As can be seen in Figure 8, the results of the QoS calculation gave worse values for the 10 Mb/s network than for the other two. It is important to mention that for our QoS calculation solution, we set the maximum value for throughput to 11 Mb/s. This was necessary because otherwise, we would have overloaded the network. The maximum measurement limit of 15 Mb/s was not a problem due to the compression used in the network data transmission. Due to the compression, it takes about 61,044 B (byte) to send one frame at 1280 × 720 resolution. If we take into account the 30 FPS (frames per second) sending rate, the result is 13.97 Mb/s. This allows us to measure the throughput required for the maximum resolution we plan to send with our solution.

As Figure 9 shows, the average test result was worse for the 10 Mb/s network than for the other two. As shown in Figure 9, the average QoS test results for the 100 Mb/s and 1Gb/s networks are almost identical. This may be because our current system is able to deliver a high-resolution network stream to the user even when using the 100 Mb/s network.

3.5. Managing Multiple Connected Users on the Server

The central goal of the part of our research that dealt with server-side management of multiple users was to be able to create a 3D virtual space that could be shared by doctors. In this space, doctors/researchers would be able to jointly evaluate medical image data and make a common diagnosis. In the shared 3D space provided by the server, each user can move freely by sending the data of the movement they want to perform to the central server, which will then send the next transmitted image to the client from a new perspective based on the received movement data.

Our software is designed around two main guidelines. The first is to eliminate the high hardware resource requirements for evaluating digitized medical samples. The second is to provide the user with a multi-user software that, when used, can evaluate 3D medical samples in a three-dimensional space. In Section 3.5, we present the implementation of our second objective.

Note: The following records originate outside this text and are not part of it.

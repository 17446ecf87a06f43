//! DealDesk - Main Entry Point
//!
//! Native dashboard for real-estate transactions

use dealdesk::app::application::run_app;
use dealdesk::constants::CONFIG_FILE;
use dealdesk::domain::config::AppConfig;
use dealdesk::logging;
use dealdesk::utils::config_store::{app_data_dir, load_config};

fn main() {
    let log_dir = app_data_dir().ok();
    let _log_guard = logging::init(log_dir.as_deref());

    tracing::info!("Starting DealDesk...");

    let config = match load_config::<AppConfig>(CONFIG_FILE).and_then(|config| {
        config.validate()?;
        Ok(config)
    }) {
        Ok(config) => config,
        Err(e) => {
            tracing::warn!(error = %e, "Failed to load config, using defaults");
            AppConfig::default()
        }
    };

    run_app(config);
}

Our server application is designed to be able to store the data of different connected users, to be able to transmit image data to all clients, and to be able to display medical samples in 3D. By implementing these three basic requirements, we have created a server capable of transmitting 3D data to clients at the appropriate resolution and speed. Each connected user on the server has their own camera and their own 3D avatar. Each user can view the 3D space created by the server, and the 3D medical sample displayed in it, from the perspective of their own camera. This can be seen in Figure 10. Every user has the ability to move his/her own camera, in which case the camera will be moved to a new position on the server. In the case of a PC client, users can move using the keyboard, while in the case of a smartphone and tablet, they can use the touch screen. If the user presses the movement button, the client software sends a signal to the server, indicating that the user’s server-side camera must be moved in a specific way. This enables the user to receive the image data from the camera in the new position when the subsequent data are sent. This allows the client to view the displayed medical samples from a new perspective.

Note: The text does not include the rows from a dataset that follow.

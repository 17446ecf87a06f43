//! Colors - DealDesk Theme Colors

use gpui::{Rgba, rgb};

/// DealDesk color palette, accessed via associated functions
pub struct DeskColors;

impl DeskColors {
    // Primary colors
    /// Header background - Deep navy
    pub fn header_bg() -> Rgba { rgb(0x1e3a5f) }
    /// Accent - Blue (checkboxes, focus, active sort)
    pub fn accent() -> Rgba { rgb(0x2563eb) }

    // Background colors
    /// Main background
    pub fn background() -> Rgba { rgb(0xf3f4f6) }
    /// Content area background
    pub fn content_bg() -> Rgba { rgb(0xffffff) }
    /// Notice panel background - Slate
    pub fn notice_panel_bg() -> Rgba { rgb(0x1e293b) }

    // Text colors
    pub fn text_primary() -> Rgba { rgb(0x111827) }
    pub fn text_secondary() -> Rgba { rgb(0x4b5563) }
    pub fn text_muted() -> Rgba { rgb(0x9ca3af) }
    /// Light text (on dark backgrounds)
    pub fn text_light() -> Rgba { rgb(0xffffff) }

    // Status colors
    pub fn success() -> Rgba { rgb(0x16a34a) }
    pub fn danger() -> Rgba { rgb(0xef4444) }
    /// Danger hover background
    pub fn danger_soft() -> Rgba { rgb(0xfef2f2) }

    // Border colors
    pub fn border() -> Rgba { rgb(0xe5e7eb) }

    // Button colors
    pub fn button_primary_bg() -> Rgba { rgb(0x2563eb) }
    pub fn button_primary_hover() -> Rgba { rgb(0x1d4ed8) }
    pub fn button_outline_hover() -> Rgba { rgb(0xf3f4f6) }

    // Badge colors
    pub fn badge_bg() -> Rgba { rgb(0xe5e7eb) }

    // Table colors
    pub fn table_header_bg() -> Rgba { rgb(0xf9fafb) }
    pub fn table_row_hover() -> Rgba { rgb(0xf3f4f6) }
    pub fn table_row_alt() -> Rgba { rgb(0xfafafa) }

    // Input colors
    pub fn input_bg() -> Rgba { rgb(0xffffff) }
    pub fn input_disabled_bg() -> Rgba { rgb(0xf9fafb) }
    pub fn input_border() -> Rgba { rgb(0xe5e7eb) }
    pub fn input_placeholder() -> Rgba { rgb(0x9ca3af) }
}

In our solution, the server does not have to deal with the client-side buffering rules mentioned in Section 3.2. This may be because that parameter is defined on the client side. However, the buffering rules may vary the sending rate for each client. The server stores this separately for each connected client. Therefore, the central server must always be aware of delivering the right camera image to the right user at the right moment. Since the central server performs resource-intensive computations, we had to test how much the current resource is used for different numbers of users. The test results can be seen in Figure 11. It is important to note in relation to the test performed that a fixed resolution and transmission rate was used for all users. In practice, this meant that all users received 320 × 180 resolution images and 10 images per second.

Before running the test, the expected result was that as the number of users increased, the server would need to use more hardware resources to serve the clients. As we can see in Figure 11, our expectation came true. As can be seen in Figure 11, the CPU and the GPU usage increase, depending on the number of connected clients. The situation is similar regarding the network usage of the server. In this case, the server has to forward image data to more and more users, so an increase in network traffic was to be expected.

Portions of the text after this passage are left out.